The task
Beneath this task is a listing. State how many of its lines include the string "usize", giving nothing but the number.

Source data
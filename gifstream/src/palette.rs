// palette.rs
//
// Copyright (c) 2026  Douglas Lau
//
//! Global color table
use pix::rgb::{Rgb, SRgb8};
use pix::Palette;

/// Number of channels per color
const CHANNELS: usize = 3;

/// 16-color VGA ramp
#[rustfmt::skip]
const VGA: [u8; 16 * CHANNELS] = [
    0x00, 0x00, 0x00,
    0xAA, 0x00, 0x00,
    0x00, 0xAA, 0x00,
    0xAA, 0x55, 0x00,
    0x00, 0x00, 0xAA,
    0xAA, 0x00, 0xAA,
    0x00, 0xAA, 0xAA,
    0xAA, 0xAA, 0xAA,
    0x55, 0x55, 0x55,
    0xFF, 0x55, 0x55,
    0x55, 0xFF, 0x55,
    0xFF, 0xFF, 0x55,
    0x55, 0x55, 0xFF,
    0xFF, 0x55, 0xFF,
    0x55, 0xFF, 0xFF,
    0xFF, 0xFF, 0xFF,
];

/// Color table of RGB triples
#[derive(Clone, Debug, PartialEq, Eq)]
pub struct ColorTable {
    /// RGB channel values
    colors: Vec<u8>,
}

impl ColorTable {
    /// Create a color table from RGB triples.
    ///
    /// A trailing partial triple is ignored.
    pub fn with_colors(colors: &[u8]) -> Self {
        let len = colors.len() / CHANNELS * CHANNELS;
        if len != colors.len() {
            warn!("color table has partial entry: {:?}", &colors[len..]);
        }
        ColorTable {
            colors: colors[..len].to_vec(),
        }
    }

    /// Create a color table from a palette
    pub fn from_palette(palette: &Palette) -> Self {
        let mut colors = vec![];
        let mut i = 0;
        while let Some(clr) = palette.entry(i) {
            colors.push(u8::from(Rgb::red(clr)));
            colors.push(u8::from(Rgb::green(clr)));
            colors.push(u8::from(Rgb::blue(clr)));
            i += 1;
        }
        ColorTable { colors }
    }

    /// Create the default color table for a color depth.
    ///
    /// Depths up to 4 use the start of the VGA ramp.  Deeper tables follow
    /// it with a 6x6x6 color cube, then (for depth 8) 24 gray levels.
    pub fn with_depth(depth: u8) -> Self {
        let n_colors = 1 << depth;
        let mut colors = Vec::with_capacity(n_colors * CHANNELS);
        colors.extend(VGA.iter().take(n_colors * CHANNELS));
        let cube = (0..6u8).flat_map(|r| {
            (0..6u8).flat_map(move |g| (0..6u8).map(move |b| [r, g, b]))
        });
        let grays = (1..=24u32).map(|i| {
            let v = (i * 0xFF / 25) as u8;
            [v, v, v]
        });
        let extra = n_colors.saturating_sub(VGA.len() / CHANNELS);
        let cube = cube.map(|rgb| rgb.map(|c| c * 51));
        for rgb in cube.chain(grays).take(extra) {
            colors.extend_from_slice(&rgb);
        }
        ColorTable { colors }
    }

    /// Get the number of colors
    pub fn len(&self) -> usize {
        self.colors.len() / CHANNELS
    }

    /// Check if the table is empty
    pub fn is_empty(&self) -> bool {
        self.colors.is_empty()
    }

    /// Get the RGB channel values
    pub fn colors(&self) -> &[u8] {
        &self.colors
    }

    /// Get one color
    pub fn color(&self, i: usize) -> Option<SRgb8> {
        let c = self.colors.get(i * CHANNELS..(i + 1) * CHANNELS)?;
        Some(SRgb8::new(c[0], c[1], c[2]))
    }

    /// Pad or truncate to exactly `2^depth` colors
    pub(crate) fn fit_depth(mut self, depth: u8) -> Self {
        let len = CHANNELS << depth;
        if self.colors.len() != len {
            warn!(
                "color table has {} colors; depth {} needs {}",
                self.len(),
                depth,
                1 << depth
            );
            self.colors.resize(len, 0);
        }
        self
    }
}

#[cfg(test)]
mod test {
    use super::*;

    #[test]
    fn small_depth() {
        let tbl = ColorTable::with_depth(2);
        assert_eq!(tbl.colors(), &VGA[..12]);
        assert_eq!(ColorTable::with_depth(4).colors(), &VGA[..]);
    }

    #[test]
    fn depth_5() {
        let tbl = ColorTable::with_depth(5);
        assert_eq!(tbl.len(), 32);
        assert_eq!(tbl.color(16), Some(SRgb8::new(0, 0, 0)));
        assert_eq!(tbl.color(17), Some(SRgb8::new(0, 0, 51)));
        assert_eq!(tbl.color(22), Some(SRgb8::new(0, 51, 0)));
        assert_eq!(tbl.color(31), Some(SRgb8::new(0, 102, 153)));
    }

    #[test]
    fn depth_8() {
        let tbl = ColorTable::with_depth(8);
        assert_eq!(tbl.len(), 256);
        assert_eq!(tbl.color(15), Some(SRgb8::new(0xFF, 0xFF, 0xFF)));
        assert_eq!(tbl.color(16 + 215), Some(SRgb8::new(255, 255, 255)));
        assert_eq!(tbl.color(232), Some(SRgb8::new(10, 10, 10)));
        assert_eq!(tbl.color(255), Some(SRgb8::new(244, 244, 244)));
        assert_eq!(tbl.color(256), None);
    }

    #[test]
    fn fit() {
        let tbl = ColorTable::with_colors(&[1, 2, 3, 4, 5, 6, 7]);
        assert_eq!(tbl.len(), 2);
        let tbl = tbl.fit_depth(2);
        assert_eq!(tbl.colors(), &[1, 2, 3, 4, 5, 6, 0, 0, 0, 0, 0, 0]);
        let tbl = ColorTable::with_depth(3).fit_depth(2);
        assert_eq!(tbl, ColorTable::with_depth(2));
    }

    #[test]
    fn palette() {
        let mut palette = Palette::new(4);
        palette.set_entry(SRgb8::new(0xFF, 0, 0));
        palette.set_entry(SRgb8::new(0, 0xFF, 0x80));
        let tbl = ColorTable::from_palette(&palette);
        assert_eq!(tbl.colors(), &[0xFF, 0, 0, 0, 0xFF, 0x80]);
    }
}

Solution to this problem
3